▶ [ENTRIES SHOWN]
+---+
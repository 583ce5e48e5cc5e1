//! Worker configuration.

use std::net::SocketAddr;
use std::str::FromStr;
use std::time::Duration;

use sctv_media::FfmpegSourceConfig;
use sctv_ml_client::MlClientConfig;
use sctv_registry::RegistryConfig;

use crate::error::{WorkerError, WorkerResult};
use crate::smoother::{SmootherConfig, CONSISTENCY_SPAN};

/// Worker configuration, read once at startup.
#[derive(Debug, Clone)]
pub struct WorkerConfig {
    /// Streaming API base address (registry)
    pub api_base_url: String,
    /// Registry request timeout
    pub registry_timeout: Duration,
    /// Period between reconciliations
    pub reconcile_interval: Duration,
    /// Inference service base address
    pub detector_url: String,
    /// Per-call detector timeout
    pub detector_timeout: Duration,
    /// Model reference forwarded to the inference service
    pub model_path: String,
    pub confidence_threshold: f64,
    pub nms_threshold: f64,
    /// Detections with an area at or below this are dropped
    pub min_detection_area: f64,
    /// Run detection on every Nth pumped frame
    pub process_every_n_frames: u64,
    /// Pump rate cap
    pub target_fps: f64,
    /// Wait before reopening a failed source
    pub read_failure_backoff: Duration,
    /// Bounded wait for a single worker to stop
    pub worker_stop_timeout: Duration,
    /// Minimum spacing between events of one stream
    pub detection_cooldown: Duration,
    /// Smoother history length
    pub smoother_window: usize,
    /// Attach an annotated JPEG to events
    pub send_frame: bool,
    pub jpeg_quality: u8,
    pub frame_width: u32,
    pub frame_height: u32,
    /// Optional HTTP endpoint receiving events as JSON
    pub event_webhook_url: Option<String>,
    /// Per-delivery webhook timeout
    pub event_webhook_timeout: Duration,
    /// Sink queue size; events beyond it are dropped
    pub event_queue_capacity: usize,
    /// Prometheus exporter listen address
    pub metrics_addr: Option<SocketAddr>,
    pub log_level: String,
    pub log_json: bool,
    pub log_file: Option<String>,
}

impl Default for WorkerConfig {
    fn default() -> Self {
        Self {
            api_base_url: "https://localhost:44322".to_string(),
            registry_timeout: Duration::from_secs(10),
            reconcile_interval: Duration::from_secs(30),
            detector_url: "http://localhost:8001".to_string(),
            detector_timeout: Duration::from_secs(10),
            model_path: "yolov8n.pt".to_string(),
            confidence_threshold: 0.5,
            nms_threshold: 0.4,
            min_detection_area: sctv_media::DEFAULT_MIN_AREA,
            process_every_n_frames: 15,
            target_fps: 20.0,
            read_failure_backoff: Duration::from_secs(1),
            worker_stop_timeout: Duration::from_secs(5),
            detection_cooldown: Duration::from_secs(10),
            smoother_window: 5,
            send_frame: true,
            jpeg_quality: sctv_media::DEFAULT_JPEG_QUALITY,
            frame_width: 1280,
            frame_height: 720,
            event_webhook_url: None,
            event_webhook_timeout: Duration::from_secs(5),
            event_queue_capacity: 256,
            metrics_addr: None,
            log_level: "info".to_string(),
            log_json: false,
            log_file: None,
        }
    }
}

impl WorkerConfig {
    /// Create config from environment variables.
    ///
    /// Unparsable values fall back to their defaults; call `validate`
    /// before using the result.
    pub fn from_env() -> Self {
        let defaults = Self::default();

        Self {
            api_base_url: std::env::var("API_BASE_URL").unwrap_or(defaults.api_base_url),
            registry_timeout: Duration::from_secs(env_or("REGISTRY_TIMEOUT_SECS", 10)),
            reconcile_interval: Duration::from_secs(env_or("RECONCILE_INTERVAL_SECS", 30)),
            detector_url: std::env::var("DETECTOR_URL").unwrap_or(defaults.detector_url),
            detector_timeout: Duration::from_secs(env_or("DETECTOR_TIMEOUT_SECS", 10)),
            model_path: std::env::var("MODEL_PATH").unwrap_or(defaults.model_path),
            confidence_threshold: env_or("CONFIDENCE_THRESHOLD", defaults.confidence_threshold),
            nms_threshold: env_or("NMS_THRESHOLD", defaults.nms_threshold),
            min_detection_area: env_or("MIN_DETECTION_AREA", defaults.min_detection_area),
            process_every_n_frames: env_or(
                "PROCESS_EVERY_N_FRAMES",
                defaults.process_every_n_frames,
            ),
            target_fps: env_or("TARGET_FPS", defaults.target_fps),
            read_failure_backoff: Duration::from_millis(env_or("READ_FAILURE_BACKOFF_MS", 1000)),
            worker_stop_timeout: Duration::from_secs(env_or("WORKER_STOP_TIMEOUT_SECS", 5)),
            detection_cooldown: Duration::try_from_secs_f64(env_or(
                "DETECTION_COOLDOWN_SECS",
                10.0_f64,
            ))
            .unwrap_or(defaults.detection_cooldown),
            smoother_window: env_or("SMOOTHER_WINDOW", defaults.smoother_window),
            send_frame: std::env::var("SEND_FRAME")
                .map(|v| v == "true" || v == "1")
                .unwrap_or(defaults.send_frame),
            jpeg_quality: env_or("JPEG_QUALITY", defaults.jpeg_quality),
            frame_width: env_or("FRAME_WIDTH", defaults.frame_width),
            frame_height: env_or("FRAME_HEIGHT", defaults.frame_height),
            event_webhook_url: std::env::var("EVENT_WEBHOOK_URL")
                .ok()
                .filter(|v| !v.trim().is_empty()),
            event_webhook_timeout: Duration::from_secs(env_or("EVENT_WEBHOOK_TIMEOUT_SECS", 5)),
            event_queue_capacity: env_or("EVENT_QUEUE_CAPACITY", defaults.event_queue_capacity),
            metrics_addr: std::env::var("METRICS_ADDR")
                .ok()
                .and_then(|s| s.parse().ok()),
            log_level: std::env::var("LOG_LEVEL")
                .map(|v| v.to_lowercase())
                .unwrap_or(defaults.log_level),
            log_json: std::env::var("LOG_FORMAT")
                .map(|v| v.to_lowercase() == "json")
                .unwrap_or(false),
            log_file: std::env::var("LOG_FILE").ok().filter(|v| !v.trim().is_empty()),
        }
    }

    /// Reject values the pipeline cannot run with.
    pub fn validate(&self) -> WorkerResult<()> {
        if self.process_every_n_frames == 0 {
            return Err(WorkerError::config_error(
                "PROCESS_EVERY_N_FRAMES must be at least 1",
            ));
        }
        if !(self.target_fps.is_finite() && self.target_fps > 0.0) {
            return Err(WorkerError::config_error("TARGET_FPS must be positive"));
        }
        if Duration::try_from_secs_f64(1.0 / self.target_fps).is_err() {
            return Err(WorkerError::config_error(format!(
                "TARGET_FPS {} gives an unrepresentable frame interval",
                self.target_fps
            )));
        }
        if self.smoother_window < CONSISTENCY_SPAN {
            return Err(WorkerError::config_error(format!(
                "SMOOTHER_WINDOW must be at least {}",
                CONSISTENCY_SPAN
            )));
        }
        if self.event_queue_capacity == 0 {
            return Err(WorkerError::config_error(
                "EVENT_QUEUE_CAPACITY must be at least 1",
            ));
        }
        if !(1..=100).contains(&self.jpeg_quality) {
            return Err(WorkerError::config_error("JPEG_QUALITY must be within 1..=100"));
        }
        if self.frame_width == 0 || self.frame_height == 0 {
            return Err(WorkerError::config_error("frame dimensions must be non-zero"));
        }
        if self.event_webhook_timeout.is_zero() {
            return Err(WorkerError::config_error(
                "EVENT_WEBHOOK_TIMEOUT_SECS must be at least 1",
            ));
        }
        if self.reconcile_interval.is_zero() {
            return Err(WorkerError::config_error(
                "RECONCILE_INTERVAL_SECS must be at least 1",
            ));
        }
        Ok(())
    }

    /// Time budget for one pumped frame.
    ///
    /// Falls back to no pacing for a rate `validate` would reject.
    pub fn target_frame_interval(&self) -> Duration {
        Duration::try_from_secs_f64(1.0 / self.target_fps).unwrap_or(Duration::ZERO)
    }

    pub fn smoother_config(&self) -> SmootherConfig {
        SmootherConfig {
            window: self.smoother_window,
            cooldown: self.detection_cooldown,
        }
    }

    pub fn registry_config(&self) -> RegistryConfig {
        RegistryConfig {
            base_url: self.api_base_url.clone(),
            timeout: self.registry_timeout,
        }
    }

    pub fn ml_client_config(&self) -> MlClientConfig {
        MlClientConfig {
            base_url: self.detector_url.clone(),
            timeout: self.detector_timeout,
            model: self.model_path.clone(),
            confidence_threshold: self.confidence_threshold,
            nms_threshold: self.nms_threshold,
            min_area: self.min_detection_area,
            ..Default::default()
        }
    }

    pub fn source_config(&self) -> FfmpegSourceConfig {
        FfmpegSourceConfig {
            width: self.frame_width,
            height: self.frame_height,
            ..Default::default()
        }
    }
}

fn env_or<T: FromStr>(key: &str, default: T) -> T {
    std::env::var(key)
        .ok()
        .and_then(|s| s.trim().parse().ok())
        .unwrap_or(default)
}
+---+
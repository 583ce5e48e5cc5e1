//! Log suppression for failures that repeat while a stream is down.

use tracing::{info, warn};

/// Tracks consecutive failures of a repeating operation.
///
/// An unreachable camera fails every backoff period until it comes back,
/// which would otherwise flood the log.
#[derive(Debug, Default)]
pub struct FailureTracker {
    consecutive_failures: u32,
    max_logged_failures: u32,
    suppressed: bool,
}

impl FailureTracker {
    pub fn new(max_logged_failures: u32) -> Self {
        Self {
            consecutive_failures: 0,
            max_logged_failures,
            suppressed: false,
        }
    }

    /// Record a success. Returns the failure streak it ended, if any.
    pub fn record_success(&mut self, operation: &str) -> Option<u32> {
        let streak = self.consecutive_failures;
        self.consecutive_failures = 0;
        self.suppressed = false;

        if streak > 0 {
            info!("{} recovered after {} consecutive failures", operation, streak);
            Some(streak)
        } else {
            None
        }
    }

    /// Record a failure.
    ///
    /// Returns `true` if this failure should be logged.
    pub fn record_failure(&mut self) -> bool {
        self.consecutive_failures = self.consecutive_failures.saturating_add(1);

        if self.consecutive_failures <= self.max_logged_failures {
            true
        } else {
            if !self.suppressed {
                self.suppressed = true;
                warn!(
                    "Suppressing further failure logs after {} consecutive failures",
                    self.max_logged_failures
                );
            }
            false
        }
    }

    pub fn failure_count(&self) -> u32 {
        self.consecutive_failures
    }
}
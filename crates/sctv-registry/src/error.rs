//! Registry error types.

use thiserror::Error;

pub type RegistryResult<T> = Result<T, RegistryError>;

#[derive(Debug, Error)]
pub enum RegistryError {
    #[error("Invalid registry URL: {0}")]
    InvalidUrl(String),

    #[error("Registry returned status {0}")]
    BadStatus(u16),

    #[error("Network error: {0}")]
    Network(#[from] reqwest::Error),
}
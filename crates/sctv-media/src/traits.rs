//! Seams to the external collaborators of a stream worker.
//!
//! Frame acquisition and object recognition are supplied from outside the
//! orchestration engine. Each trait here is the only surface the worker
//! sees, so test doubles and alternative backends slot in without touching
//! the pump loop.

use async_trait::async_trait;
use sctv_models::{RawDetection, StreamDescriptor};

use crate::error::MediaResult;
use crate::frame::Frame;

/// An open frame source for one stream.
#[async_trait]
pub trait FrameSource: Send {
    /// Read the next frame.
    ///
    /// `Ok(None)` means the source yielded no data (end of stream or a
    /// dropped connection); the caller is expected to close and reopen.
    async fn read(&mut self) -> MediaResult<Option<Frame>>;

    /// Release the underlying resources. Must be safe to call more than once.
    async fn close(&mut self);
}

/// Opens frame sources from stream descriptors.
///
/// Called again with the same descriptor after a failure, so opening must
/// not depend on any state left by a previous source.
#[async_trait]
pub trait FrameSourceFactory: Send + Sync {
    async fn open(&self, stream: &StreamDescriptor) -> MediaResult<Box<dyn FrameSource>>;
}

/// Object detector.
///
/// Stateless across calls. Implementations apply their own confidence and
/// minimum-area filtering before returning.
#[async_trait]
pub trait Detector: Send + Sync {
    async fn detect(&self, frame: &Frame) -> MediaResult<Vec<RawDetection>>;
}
+---+
▶ [YOUR GOAL]
Please copy out each line of the material that contains the string "streak".

▶ [ANSWER BOX]
    /// Record a success. Returns the failure streak it ended, if any.
        let streak = self.consecutive_failures;
        if streak > 0 {
            info!("{} recovered after {} consecutive failures", operation, streak);
            Some(streak)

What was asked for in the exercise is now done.